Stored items
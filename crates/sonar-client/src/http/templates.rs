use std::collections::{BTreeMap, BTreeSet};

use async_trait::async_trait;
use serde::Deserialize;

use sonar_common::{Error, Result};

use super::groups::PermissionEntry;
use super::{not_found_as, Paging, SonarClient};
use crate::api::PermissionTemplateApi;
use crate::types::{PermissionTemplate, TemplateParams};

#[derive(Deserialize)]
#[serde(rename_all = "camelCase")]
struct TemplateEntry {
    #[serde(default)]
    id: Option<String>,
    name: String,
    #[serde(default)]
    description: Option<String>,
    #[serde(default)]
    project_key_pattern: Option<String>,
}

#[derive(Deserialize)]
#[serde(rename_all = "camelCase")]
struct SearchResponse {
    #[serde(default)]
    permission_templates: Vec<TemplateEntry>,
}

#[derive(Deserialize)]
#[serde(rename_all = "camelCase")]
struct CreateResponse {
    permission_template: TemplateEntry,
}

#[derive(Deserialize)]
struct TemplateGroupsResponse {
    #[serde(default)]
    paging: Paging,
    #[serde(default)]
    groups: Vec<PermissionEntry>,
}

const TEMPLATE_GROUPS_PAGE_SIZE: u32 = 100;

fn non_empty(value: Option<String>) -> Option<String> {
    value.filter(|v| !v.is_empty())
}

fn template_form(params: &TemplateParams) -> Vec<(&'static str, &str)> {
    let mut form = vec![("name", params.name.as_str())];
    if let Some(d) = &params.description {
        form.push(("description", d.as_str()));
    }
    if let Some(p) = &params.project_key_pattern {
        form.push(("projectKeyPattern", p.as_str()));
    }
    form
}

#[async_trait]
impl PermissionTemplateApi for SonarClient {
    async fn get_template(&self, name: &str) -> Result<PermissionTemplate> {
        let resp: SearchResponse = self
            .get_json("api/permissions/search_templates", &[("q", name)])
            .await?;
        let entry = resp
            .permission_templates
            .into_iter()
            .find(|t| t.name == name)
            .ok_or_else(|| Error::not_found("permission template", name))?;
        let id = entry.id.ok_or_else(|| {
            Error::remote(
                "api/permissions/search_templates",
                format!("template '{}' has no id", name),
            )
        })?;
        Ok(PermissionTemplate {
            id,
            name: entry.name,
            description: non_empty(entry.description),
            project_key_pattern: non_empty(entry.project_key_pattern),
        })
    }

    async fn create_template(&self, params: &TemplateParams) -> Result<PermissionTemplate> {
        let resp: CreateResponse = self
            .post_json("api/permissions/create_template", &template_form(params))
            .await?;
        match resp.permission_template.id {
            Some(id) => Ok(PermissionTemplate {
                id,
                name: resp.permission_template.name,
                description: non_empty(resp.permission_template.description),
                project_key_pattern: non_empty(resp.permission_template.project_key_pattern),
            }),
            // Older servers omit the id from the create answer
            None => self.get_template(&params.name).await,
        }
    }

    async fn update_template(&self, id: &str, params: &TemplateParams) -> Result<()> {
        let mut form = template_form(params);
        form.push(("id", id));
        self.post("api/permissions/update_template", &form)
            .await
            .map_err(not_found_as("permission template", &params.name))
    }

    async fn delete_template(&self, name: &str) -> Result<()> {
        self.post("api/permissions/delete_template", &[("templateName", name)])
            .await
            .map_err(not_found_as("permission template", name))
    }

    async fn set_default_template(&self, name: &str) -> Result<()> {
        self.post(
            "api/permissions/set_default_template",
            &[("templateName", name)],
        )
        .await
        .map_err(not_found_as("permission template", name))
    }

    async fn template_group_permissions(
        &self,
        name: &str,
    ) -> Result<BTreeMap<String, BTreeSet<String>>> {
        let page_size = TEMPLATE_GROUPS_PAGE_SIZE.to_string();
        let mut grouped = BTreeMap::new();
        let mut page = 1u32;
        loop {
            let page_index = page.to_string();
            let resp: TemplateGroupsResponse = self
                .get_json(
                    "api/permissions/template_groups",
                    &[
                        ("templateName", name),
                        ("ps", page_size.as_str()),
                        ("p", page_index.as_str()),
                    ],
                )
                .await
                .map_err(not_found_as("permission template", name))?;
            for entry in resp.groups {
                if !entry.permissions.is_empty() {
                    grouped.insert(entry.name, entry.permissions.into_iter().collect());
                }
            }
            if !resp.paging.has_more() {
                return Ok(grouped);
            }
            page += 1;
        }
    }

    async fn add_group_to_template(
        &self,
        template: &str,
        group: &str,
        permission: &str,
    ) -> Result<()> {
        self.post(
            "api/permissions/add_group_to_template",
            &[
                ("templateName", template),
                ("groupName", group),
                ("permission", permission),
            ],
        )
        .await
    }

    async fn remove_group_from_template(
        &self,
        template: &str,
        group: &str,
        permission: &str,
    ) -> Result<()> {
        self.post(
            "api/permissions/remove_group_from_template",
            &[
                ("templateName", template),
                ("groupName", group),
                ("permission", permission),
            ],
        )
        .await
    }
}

**Directions for this task**
Each record above needs to be transcribed word for word.

**Solved problem**
filename crates/sonar-client/src/http/templates.rs
use std::collections::{BTreeMap, BTreeSet};

use async_trait::async_trait;
use serde::Deserialize;

use sonar_common::{Error, Result};

use super::groups::PermissionEntry;
use super::{not_found_as, Paging, SonarClient};
use crate::api::PermissionTemplateApi;
use crate::types::{PermissionTemplate, TemplateParams};

#[derive(Deserialize)]
#[serde(rename_all = "camelCase")]
struct TemplateEntry {
    #[serde(default)]
    id: Option<String>,
    name: String,
    #[serde(default)]
    description: Option<String>,
    #[serde(default)]
    project_key_pattern: Option<String>,
}

#[derive(Deserialize)]
#[serde(rename_all = "camelCase")]
struct SearchResponse {
    #[serde(default)]
    permission_templates: Vec<TemplateEntry>,
}

#[derive(Deserialize)]
#[serde(rename_all = "camelCase")]
struct CreateResponse {
    permission_template: TemplateEntry,
}

#[derive(Deserialize)]
struct TemplateGroupsResponse {
    #[serde(default)]
    paging: Paging,
    #[serde(default)]
    groups: Vec<PermissionEntry>,
}

const TEMPLATE_GROUPS_PAGE_SIZE: u32 = 100;

fn non_empty(value: Option<String>) -> Option<String> {
    value.filter(|v| !v.is_empty())
}

fn template_form(params: &TemplateParams) -> Vec<(&'static str, &str)> {
    let mut form = vec![("name", params.name.as_str())];
    if let Some(d) = &params.description {
        form.push(("description", d.as_str()));
    }
    if let Some(p) = &params.project_key_pattern {
        form.push(("projectKeyPattern", p.as_str()));
    }
    form
}

#[async_trait]
impl PermissionTemplateApi for SonarClient {
    async fn get_template(&self, name: &str) -> Result<PermissionTemplate> {
        let resp: SearchResponse = self
            .get_json("api/permissions/search_templates", &[("q", name)])
            .await?;
        let entry = resp
            .permission_templates
            .into_iter()
            .find(|t| t.name == name)
            .ok_or_else(|| Error::not_found("permission template", name))?;
        let id = entry.id.ok_or_else(|| {
            Error::remote(
                "api/permissions/search_templates",
                format!("template '{}' has no id", name),
            )
        })?;
        Ok(PermissionTemplate {
            id,
            name: entry.name,
            description: non_empty(entry.description),
            project_key_pattern: non_empty(entry.project_key_pattern),
        })
    }

    async fn create_template(&self, params: &TemplateParams) -> Result<PermissionTemplate> {
        let resp: CreateResponse = self
            .post_json("api/permissions/create_template", &template_form(params))
            .await?;
        match resp.permission_template.id {
            Some(id) => Ok(PermissionTemplate {
                id,
                name: resp.permission_template.name,
                description: non_empty(resp.permission_template.description),
                project_key_pattern: non_empty(resp.permission_template.project_key_pattern),
            }),
            // Older servers omit the id from the create answer
            None => self.get_template(&params.name).await,
        }
    }

    async fn update_template(&self, id: &str, params: &TemplateParams) -> Result<()> {
        let mut form = template_form(params);
        form.push(("id", id));
        self.post("api/permissions/update_template", &form)
            .await
            .map_err(not_found_as("permission template", &params.name))
    }

    async fn delete_template(&self, name: &str) -> Result<()> {
        self.post("api/permissions/delete_template", &[("templateName", name)])
            .await
            .map_err(not_found_as("permission template", name))
    }

    async fn set_default_template(&self, name: &str) -> Result<()> {
        self.post(
            "api/permissions/set_default_template",
            &[("templateName", name)],
        )
        .await
        .map_err(not_found_as("permission template", name))
    }

    async fn template_group_permissions(
        &self,
        name: &str,
    ) -> Result<BTreeMap<String, BTreeSet<String>>> {
        let page_size = TEMPLATE_GROUPS_PAGE_SIZE.to_string();
        let mut grouped = BTreeMap::new();
        let mut page = 1u32;
        loop {
            let page_index = page.to_string();
            let resp: TemplateGroupsResponse = self
                .get_json(
                    "api/permissions/template_groups",
                    &[
                        ("templateName", name),
                        ("ps", page_size.as_str()),
                        ("p", page_index.as_str()),
                    ],
                )
                .await
                .map_err(not_found_as("permission template", name))?;
            for entry in resp.groups {
                if !entry.permissions.is_empty() {
                    grouped.insert(entry.name, entry.permissions.into_iter().collect());
                }
            }
            if !resp.paging.has_more() {
                return Ok(grouped);
            }
            page += 1;
        }
    }

    async fn add_group_to_template(
        &self,
        template: &str,
        group: &str,
        permission: &str,
    ) -> Result<()> {
        self.post(
            "api/permissions/add_group_to_template",
            &[
                ("templateName", template),
                ("groupName", group),
                ("permission", permission),
            ],
        )
        .await
    }

    async fn remove_group_from_template(
        &self,
        template: &str,
        group: &str,
        permission: &str,
    ) -> Result<()> {
        self.post(
            "api/permissions/remove_group_from_template",
            &[
                ("templateName", template),
                ("groupName", group),
                ("permission", permission),
            ],
        )
        .await
    }
}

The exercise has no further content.